La Savoie étant conquise, Montesquiou l’occupant au nom de la République une et indivisible, les petits clubs se formèrent et dessinèrent les aspirations des meneurs: toute localité de quelque importance en organisa un. Là étaient ourdis les complots, se discutaient les moyens de sûreté personnelle et se préparaient les triomphes du nouveau régime.

Megève avait déjà son club, qui pouvait désormais revêtir le costume républicain, conspué naguère; ses membres, peu nombreux, étaient du moins d’ardents patriotes, très-probablement inscrits à la franc-maçonnerie. La voix du peuple les en a qualifiés de leur vivant, et d’ailleurs nul n’ignore le système habituel de la propagande révolutionnaire. Sans cela on ne saurait trop comment expliquer la fureur de quelques patriotes dans l’exécution des ordres les plus impies et les plus sacriléges, s’ils n’eussent obéi à un serment secret. Je ne parle pas des serments publics réclamés par les lois du temps, mais bien de celui que prête tout affilié aux sociétés secrètes, et on ne peut pas douter que Megève eût été travaillé sous ce rapport. Quoi qu’il en soit, ces associations perverses, hostiles à la religion, ces clubs infects, mûrissaient les projets les plus audacieux et les plus destructeurs de la société. Eux encore surveillaient partout et avec une attention soutenue l’exécution des décrets révolutionnaires, et ils en dénonçaient les violateurs; car, constatons-le, ceux-ci étaient nombreux, bien que mis aux prises avec de lâches dénonciations.

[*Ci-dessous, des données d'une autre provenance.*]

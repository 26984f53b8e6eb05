//! Position + orientation pairs and the rotate-about-point operation.

use glam::{DMat4, DQuat, DVec3};
use std::ops::Mul;

/// A rigid transform: translation followed by rotation, no scale.
///
/// Body sizes are baked into mesh geometry, so transforms only ever carry
/// where a frame sits and which way it faces.
#[derive(Clone, Copy, Debug, PartialEq)]
pub struct Transform {
    /// Origin of the frame, expressed in the parent frame.
    pub position: DVec3,
    /// Orientation of the frame relative to the parent frame. Kept unit length.
    pub orientation: DQuat,
}

impl Transform {
    /// The identity transform.
    pub const IDENTITY: Self = Self {
        position: DVec3::ZERO,
        orientation: DQuat::IDENTITY,
    };

    /// A transform at `position` with no rotation.
    pub fn from_position(position: DVec3) -> Self {
        Self {
            position,
            orientation: DQuat::IDENTITY,
        }
    }

    /// Returns a copy with the given orientation.
    pub fn with_orientation(mut self, orientation: DQuat) -> Self {
        self.orientation = orientation.normalize();
        self
    }

    /// Rotates the frame about one of its own axes, leaving its position alone.
    ///
    /// This is the axial-spin primitive: `axis` is interpreted in the local
    /// frame, so `DVec3::Y` always means the body's own vertical axis.
    pub fn rotate_local(&mut self, axis: DVec3, angle: f64) {
        let delta = DQuat::from_axis_angle(axis, angle);
        self.orientation = (self.orientation * delta).normalize();
    }

    /// Maps a point from this frame into the parent frame.
    pub fn transform_point(&self, point: DVec3) -> DVec3 {
        self.position + self.orientation * point
    }

    /// Maps a point from the parent frame into this frame.
    pub fn inverse_transform_point(&self, point: DVec3) -> DVec3 {
        self.orientation.inverse() * (point - self.position)
    }

    /// The inverse rigid transform.
    pub fn inverse(&self) -> Self {
        let orientation = self.orientation.inverse();
        Self {
            position: -(orientation * self.position),
            orientation,
        }
    }

    /// Column-major 4x4 matrix for GPU upload.
    pub fn to_matrix(&self) -> DMat4 {
        DMat4::from_rotation_translation(self.orientation, self.position)
    }

    /// Returns true if both position and orientation are within `epsilon`.
    ///
    /// `q` and `-q` describe the same rotation, so either sign matches.
    pub fn approx_eq(&self, other: &Transform, epsilon: f64) -> bool {
        let same_rotation = self.orientation.abs_diff_eq(other.orientation, epsilon)
            || self.orientation.abs_diff_eq(-other.orientation, epsilon);
        same_rotation && self.position.abs_diff_eq(other.position, epsilon)
    }
}

impl Default for Transform {
    fn default() -> Self {
        Self::IDENTITY
    }
}

/// Composition: `parent * child` expresses `child` in the parent's parent frame.
impl Mul for Transform {
    type Output = Transform;

    fn mul(self, child: Transform) -> Transform {
        Transform {
            position: self.transform_point(child.position),
            orientation: (self.orientation * child.orientation).normalize(),
        }
    }
}

/// Rotates a whole frame about `pivot` by `angle` radians around `axis`.
///
/// Translates the pivot to the origin, rotates, and translates back. The
/// rotation is applied to the full frame, so the orientation turns with the
/// position. `axis` must be normalized. `pivot` and the result are expressed
/// in the same frame as `transform`.
pub fn rotate_about_pivot(
    transform: Transform,
    pivot: DVec3,
    angle: f64,
    axis: DVec3,
) -> Transform {
    let rotation = DQuat::from_axis_angle(axis, angle);
    Transform {
        position: pivot + rotation * (transform.position - pivot),
        orientation: (rotation * transform.orientation).normalize(),
    }
}

#[cfg(test)]
mod tests {
    use super::*;
    use std::f64::consts::{FRAC_PI_2, PI, TAU};

    const EPS: f64 = 1e-9;

    #[test]
    fn test_rotate_about_origin_quarter_turn() {
        let t = Transform::from_position(DVec3::new(0.0, 0.0, -10.0));
        let rotated = rotate_about_pivot(t, DVec3::ZERO, FRAC_PI_2, DVec3::Y);
        // Right-handed rotation about +Y takes -Z to -X.
        assert!(
            rotated.position.abs_diff_eq(DVec3::new(-10.0, 0.0, 0.0), EPS),
            "got {:?}",
            rotated.position
        );
    }

    #[test]
    fn test_rotate_about_offset_pivot_keeps_radius() {
        let pivot = DVec3::new(5.0, 1.0, -3.0);
        let mut t = Transform::from_position(pivot + DVec3::new(7.0, 0.0, 0.0));
        for i in 0..500 {
            t = rotate_about_pivot(t, pivot, 0.013 * i as f64, DVec3::Y);
            let r = (t.position - pivot).length();
            assert!((r - 7.0).abs() < 1e-9, "radius drifted to {r}");
        }
    }

    #[test]
    fn test_rotate_about_pivot_reorients_frame() {
        let t = Transform::from_position(DVec3::new(3.0, 0.0, 0.0));
        let rotated = rotate_about_pivot(t, DVec3::ZERO, PI, DVec3::Y);
        let forward = rotated.orientation * DVec3::NEG_Z;
        assert!(forward.abs_diff_eq(DVec3::Z, EPS), "forward = {forward:?}");
    }

    #[test]
    fn test_pivot_at_position_only_rotates() {
        let p = DVec3::new(2.0, 4.0, 6.0);
        let t = Transform::from_position(p);
        let rotated = rotate_about_pivot(t, p, 1.0, DVec3::Y);
        assert!(rotated.position.abs_diff_eq(p, EPS));
        assert!(!rotated.orientation.abs_diff_eq(DQuat::IDENTITY, 1e-3));
    }

    #[test]
    fn test_full_turn_returns_to_start() {
        let t = Transform::from_position(DVec3::new(0.0, 0.0, -42.0));
        let back = rotate_about_pivot(t, DVec3::ZERO, TAU, DVec3::Y);
        assert!(back.approx_eq(&t, 1e-9));
    }

    #[test]
    fn test_rotate_local_leaves_position() {
        let mut t = Transform::from_position(DVec3::new(1.0, 2.0, 3.0));
        t.rotate_local(DVec3::Y, 0.7);
        assert_eq!(t.position, DVec3::new(1.0, 2.0, 3.0));
        let (axis, angle) = t.orientation.to_axis_angle();
        assert!((angle - 0.7).abs() < EPS);
        assert!(axis.abs_diff_eq(DVec3::Y, EPS));
    }

    #[test]
    fn test_rotate_local_uses_local_axis() {
        // Tip the frame onto its side, then spin about its own Y.
        let mut t = Transform::IDENTITY.with_orientation(DQuat::from_rotation_z(FRAC_PI_2));
        let up_before = t.orientation * DVec3::Y;
        t.rotate_local(DVec3::Y, 1.2);
        let up_after = t.orientation * DVec3::Y;
        assert!(up_before.abs_diff_eq(up_after, EPS));
    }

    #[test]
    fn test_composition_matches_matrices() {
        let parent = Transform::from_position(DVec3::new(10.0, 0.0, 0.0))
            .with_orientation(DQuat::from_rotation_y(0.3));
        let child = Transform::from_position(DVec3::new(0.0, 0.0, -2.0))
            .with_orientation(DQuat::from_rotation_y(-1.1));
        let composed = (parent * child).to_matrix();
        let expected = parent.to_matrix() * child.to_matrix();
        assert!(composed.abs_diff_eq(expected, 1e-9));
    }

    #[test]
    fn test_inverse_undoes_transform() {
        let t = Transform::from_position(DVec3::new(-4.0, 2.0, 9.0))
            .with_orientation(DQuat::from_rotation_y(2.2));
        let round = t * t.inverse();
        assert!(round.approx_eq(&Transform::IDENTITY, 1e-9));

        let p = DVec3::new(1.0, -1.0, 5.0);
        let local = t.inverse_transform_point(p);
        assert!(t.transform_point(local).abs_diff_eq(p, 1e-9));
    }

    #[test]
    fn test_approx_eq_accepts_negated_quaternion() {
        let a = Transform::IDENTITY.with_orientation(DQuat::from_rotation_y(0.5));
        let b = Transform {
            orientation: -a.orientation,
            ..a
        };
        assert!(a.approx_eq(&b, EPS));
    }
}
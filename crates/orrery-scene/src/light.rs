//! Light sources.

use glam::Vec3;

use crate::graph::NodeId;

/// Omnidirectional light. When `attached_to` is set it follows that node's
/// world position, otherwise it sits at `position`.
#[derive(Clone, Debug, PartialEq)]
pub struct PointLight {
    pub position: Vec3,
    pub attached_to: Option<NodeId>,
    /// Linear RGB.
    pub color: Vec3,
    pub intensity: f32,
}

impl PointLight {
    pub fn attached(node: NodeId, color: Vec3, intensity: f32) -> Self {
        Self {
            position: Vec3::ZERO,
            attached_to: Some(node),
            color,
            intensity,
        }
    }
}

/// Constant light added to every lit surface so the night side is not black.
#[derive(Clone, Debug, PartialEq)]
pub struct AmbientLight {
    pub color: Vec3,
    pub intensity: f32,
}

impl Default for AmbientLight {
    fn default() -> Self {
        Self {
            color: Vec3::ONE,
            intensity: 0.15,
        }
    }
}

impl AmbientLight {
    /// Premultiplied colour for GPU upload.
    pub fn radiance(&self) -> Vec3 {
        self.color * self.intensity
    }
}
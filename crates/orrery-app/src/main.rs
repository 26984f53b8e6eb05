use std::process::ExitCode;

use clap::Parser;
use orrery_app::platform::PlatformDirs;
use orrery_config::{CliArgs, Config};
use tracing::{error, info};

fn main() -> ExitCode {
    let args = CliArgs::parse();

    let dirs = match PlatformDirs::resolve() {
        Ok(dirs) => dirs.with_config_dir(args.config.clone()),
        Err(e) => {
            eprintln!("Failed to resolve platform directories: {e}");
            return ExitCode::FAILURE;
        }
    };
    if let Err(e) = dirs.create_dirs() {
        eprintln!("Failed to create platform directories: {e}");
        return ExitCode::FAILURE;
    }

    let loaded = Config::load_or_create(&dirs.config_dir);
    let mut config = loaded.as_ref().cloned().unwrap_or_default();
    config.apply_cli_overrides(&args);
    orrery_log::init_logging(Some(&dirs.log_dir), cfg!(debug_assertions), Some(&config));

    if let Err(e) = loaded {
        error!(config_dir = %dirs.config_dir.display(), "{e}");
        return ExitCode::FAILURE;
    }
    info!(
        config_dir = %dirs.config_dir.display(),
        log_dir = %dirs.log_dir.display(),
        "Orrery starting"
    );

    match orrery_app::run(config) {
        Ok(()) => ExitCode::SUCCESS,
        Err(e) => {
            error!("{e}");
            ExitCode::FAILURE
        }
    }
}
//! Angle normalization.

use std::f64::consts::{PI, TAU};

/// Wraps an angle into `[0, 2π)`.
pub fn wrap_angle(angle: f64) -> f64 {
    let wrapped = angle.rem_euclid(TAU);
    // rem_euclid can round up to exactly TAU for tiny negative inputs.
    if wrapped >= TAU { 0.0 } else { wrapped }
}

/// Shortest unsigned distance between two angles on the circle, in `[0, π]`.
pub fn angle_distance(a: f64, b: f64) -> f64 {
    let d = wrap_angle(a - b);
    if d > PI { TAU - d } else { d }
}

#[cfg(test)]
mod tests {
    use super::*;

    #[test]
    fn test_wrap_positive() {
        assert!((wrap_angle(20.0) - (20.0 - 3.0 * TAU)).abs() < 1e-12);
    }

    #[test]
    fn test_wrap_negative() {
        let w = wrap_angle(-0.5);
        assert!((w - (TAU - 0.5)).abs() < 1e-12);
        assert!((0.0..TAU).contains(&w));
    }

    #[test]
    fn test_wrap_tiny_negative_stays_in_range() {
        let w = wrap_angle(-1e-18);
        assert!((0.0..TAU).contains(&w), "got {w}");
    }

    #[test]
    fn test_angle_distance_across_zero() {
        assert!((angle_distance(0.1, TAU - 0.1) - 0.2).abs() < 1e-12);
        assert!((angle_distance(TAU - 0.1, 0.1) - 0.2).abs() < 1e-12);
        assert!(angle_distance(1.0, 1.0) < 1e-12);
    }
}
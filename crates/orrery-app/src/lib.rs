//! Orrery application: window, frame loop, and wiring between the animated
//! system, the scene, and the renderer.

pub mod frame_clock;
pub mod platform;
pub mod setup;
pub mod window;

pub use window::{AppError, Viewer, run};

Pendant qu’à Chambéry la société des Amis de la liberté lançait ses arrêtés, à Paris les patriotes savoisiens formaient aussi un club des Allobroges, une légion des Allobroges; et même, détachée de celle-ci, une compagnie, sous les ordres de Dessaix, avait fait partie de l’expédition française en Savoie. En 1848, n’avons-nous pas vu la même tactique se reproduire sous une autre forme?

L’histoire nous a conservé les noms des quatre commissaires nommés pour publier la proclamation des représentants conventionnels. Ce furent les citoyens Yens-Roche, Jaquier, Tardy et Lassalle. Ne pouvant tout surveiller, ces quatre émissaires en déléguèrent d’autres à qui mission fut donnée de propager les principes de la liberté démocratique, et ceux-ci parcoururent les campagnes distribuant, affichant dans toutes les communes la proclamation des commissaires et l’adresse des jacobins de Chambéry.

Ces nouveaux missionnaires dirigés sur Megève, patriotes déclarés et des plus propres à remplir leur mandat, étaient les citoyens Vulliet et B...y, tous deux notaires à Sallanches. Armés des écrits révolutionnaires de Favre-Buisson et de Marin, ils arrivèrent le 14 octobre, jour de dimanche et fête de la Dédicace de l’église paroissiale. A l’issue de la grand’messe, le peuple fut convoqué par eux à l’église aux fins de connaître le mandat et d’entendre le développement donné aux principes de 1789. «Ces

«Messieurs, dit le plébain, étaient bien enco-

«cardés et le bonnet rouge en poche.» Les patriotes convaincus à l’avance formèrent d’abord seuls l’auditoire; il fallait qu’ils fussent dans la foule au moment du vote que l’on allait provoquer.

L’enceinte sacrée retentit alors de paroles qui jusque-là n’avaient point résonné sous ses voûtes sacrées; elle devint, selon la parole de l’Evangile, une caverne de voleurs: l’on y vit rouler les tables et les chaises des changeurs, qui devaient bientôt dénuder et abattre nos autels. La foule rentra peu à peu: consternée et saisie d’appréhension, elle prêtait l’oreille à ces deux apôtres, dont elle ne pouvait encore mesurer les actes sacriléges; toutefois elle pressentait le départ de ses prêtres.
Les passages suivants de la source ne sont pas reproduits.